【ボートレース】<素顔のクイーン>高田ひかる 人気急上昇の“まくり姫”、キャッチフレーズは「恥ずかしいけど、超うれしい」

スポーツ報知
攻撃的スタイルでめざましい活躍を見せる高田。地元・津でのG1制覇を目標に掲げた

 先月の芦屋オールスターで2度目のSGに出場した高田ひかる(28)=三重支部・113期=。4月地元・津のG1開設71周年記念は惜しくも準V。96年以降、女子では3人目となる混合G1優勝こそ逃したが、近況の活躍は目覚ましい。伸びに特化した超攻撃スタイルでファンのハートをつかみ、まくり姫といわれるまでのレーサーへと変貌を遂げた高田に現在のレーススタイルやプライベートの話、今後の目標を聞いた。

 ―4月地元の津周年記念で男女混合G1初優出。優勝戦は2コースからつけまいを敢行。2Mも先取りしたが、峰竜太のスーパーターンに屈して惜しくも準Vでしたね。

 「悔しさしかなかったです。でもあのメンバー(峰、桐生順平ら)と、すごい緊張感の中でガチンコで戦えたのは良い経験になりました」

 ―先月閉幕したSGオールスター(芦屋)は6186票を集めて2年連続2度目の出場。初日の1走目に4コースまくりで万舟券を演出。本領を発揮した。

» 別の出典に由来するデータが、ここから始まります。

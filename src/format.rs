// Flat-file output for fetched sequences.

pub mod fasta;
pub mod genbank;

use std::fmt;
use std::path::Path;
use std::str::FromStr;

use crate::error::{BenchlingError, Result};
use crate::models::Sequence;

#[derive(Debug, Clone, Copy, PartialEq, Eq, Default)]
pub enum Format {
    #[default]
    GenBank,
    Fasta,
}

impl Format {
    pub fn render(self, seq: &Sequence) -> String {
        match self {
            Format::GenBank => genbank::to_genbank(seq),
            Format::Fasta => fasta::to_fasta(seq),
        }
    }

    /// Usual file extension, without the dot.
    pub fn extension(self) -> &'static str {
        match self {
            Format::GenBank => "gb",
            Format::Fasta => "fasta",
        }
    }
}

impl fmt::Display for Format {
    fn fmt(&self, f: &mut fmt::Formatter<'_>) -> fmt::Result {
        let s = match self {
            Format::GenBank => "genbank",
            Format::Fasta => "fasta",
        };
        write!(f, "{}", s)
    }
}

impl FromStr for Format {
    type Err = BenchlingError;

    fn from_str(s: &str) -> Result<Self> {
        match s.to_ascii_lowercase().as_str() {
            "genbank" | "gb" | "gbk" => Ok(Format::GenBank),
            "fasta" | "fa" => Ok(Format::Fasta),
            other => Err(BenchlingError::InvalidInput(format!(
                "unknown format '{}', expected genbank or fasta",
                other
            ))),
        }
    }
}

/// Render `seq` and write it to `path`.
pub fn write_file(seq: &Sequence, format: Format, path: &Path) -> Result<()> {
    std::fs::write(path, format.render(seq))?;
    Ok(())
}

 「SG初出場の宮島大会はイン逃げで1勝。今回はまくりで勝てて良かった。お客さんはそれを期待していると思うので。5日目は2着2本だったので、もう一本1着を取りたかったです」

 ―オールスターを振り返ってみてどう?

 「イン戦とか大事なところでスタートを遅れてしまい調整をミスしたりと、ここに向けて準備をしてきたつもりなのに、まだまだ未熟だった」

 ―逆にトップレベルを肌で感じて得たものは?

 「今節もエンジン出しとかは、皆に認めてもらっているから、そこは私の武器。この武器を磨きあげながら精度を上げるのと、早く仕上げるのが今の課題。エンジンを出すのとレース足は違うから。その辺の見極めをもう少し頑張らないと」

 ―今さらだけど、伸びに特化したスタイルを確立したのはいつから?

 「混合G1に初めて出場した20年2月の地区選(蒲郡)で伸び型のエンジンを引いた。どれだけ通用するのか分からず全部6着の覚悟で行ったら、5点ぐらい持って帰れた。そこでエンジンが出ていたら通用することが分かった。その後に藤山翔大さんと一緒の開催でいろいろと聞いて、そこからペラがうまい野添貴裕さん(引退)に頭を下げてペラを節間教わったのが最初ですね」

 ―では、この伸び型スタイルは4年目だね。

 「今は業界にチルト3度の人も出てきて面白い。菅章哉さんとはオールスターで意見交換ができた。またそこに私なりのアレンジを加えて改良して今に至ります」

 ―今後チルト3度はあるの?

 「私は多分やらない。今の0度でも伸びるのに、3度にする意味がない。入れるならコースは内側がいいし、スタートのリスクもあるから。私はワガママなんです(笑い)。伸び一本仕様は21年でやめて、22年からはバランスを取っています」

 ―まくり姫のキャッチフレーズはどう感じているの。

 「恥ずかしいけど、超うれしい(笑い)。レース場でも『オイ!姫』とか言われる。親しみも込めて呼んでくれるのはありがたいです」

 ―オフの日は何をしていることが多い?

 「最近はヨガで体感を鍛えたり、ゴルフのスクールにも行っている。ラウンドは年イチぐらいだけど。私は何でもハマったらとことんやる性格で練習するのが好きなんですよ。その準備をするのもすごい好き。だから周りからは変と言われますね」

 ―今後の目標は。

 「今年最大の目標は、8月に地元の津で行われるレディースチャンピオン。そこでG1を今度こそ優勝したい。水面でまくり姫と叫んで応援して下さい」

 ◆高田 ひかる(たかだ・ひかる)1994年8月5日、三重・名張市生まれ。28歳。三重支部の113期生として13年11月津でデビュー。15年3月まるがめで初勝利。18年5月下関で初優勝。通算41優出、7V。特技はどこでも寝られる、すぐ寝られること。157センチ、49キロ、血液型A。次走は6月11日に開幕するG3第10回イースタンヤング(とこなめ)の予定。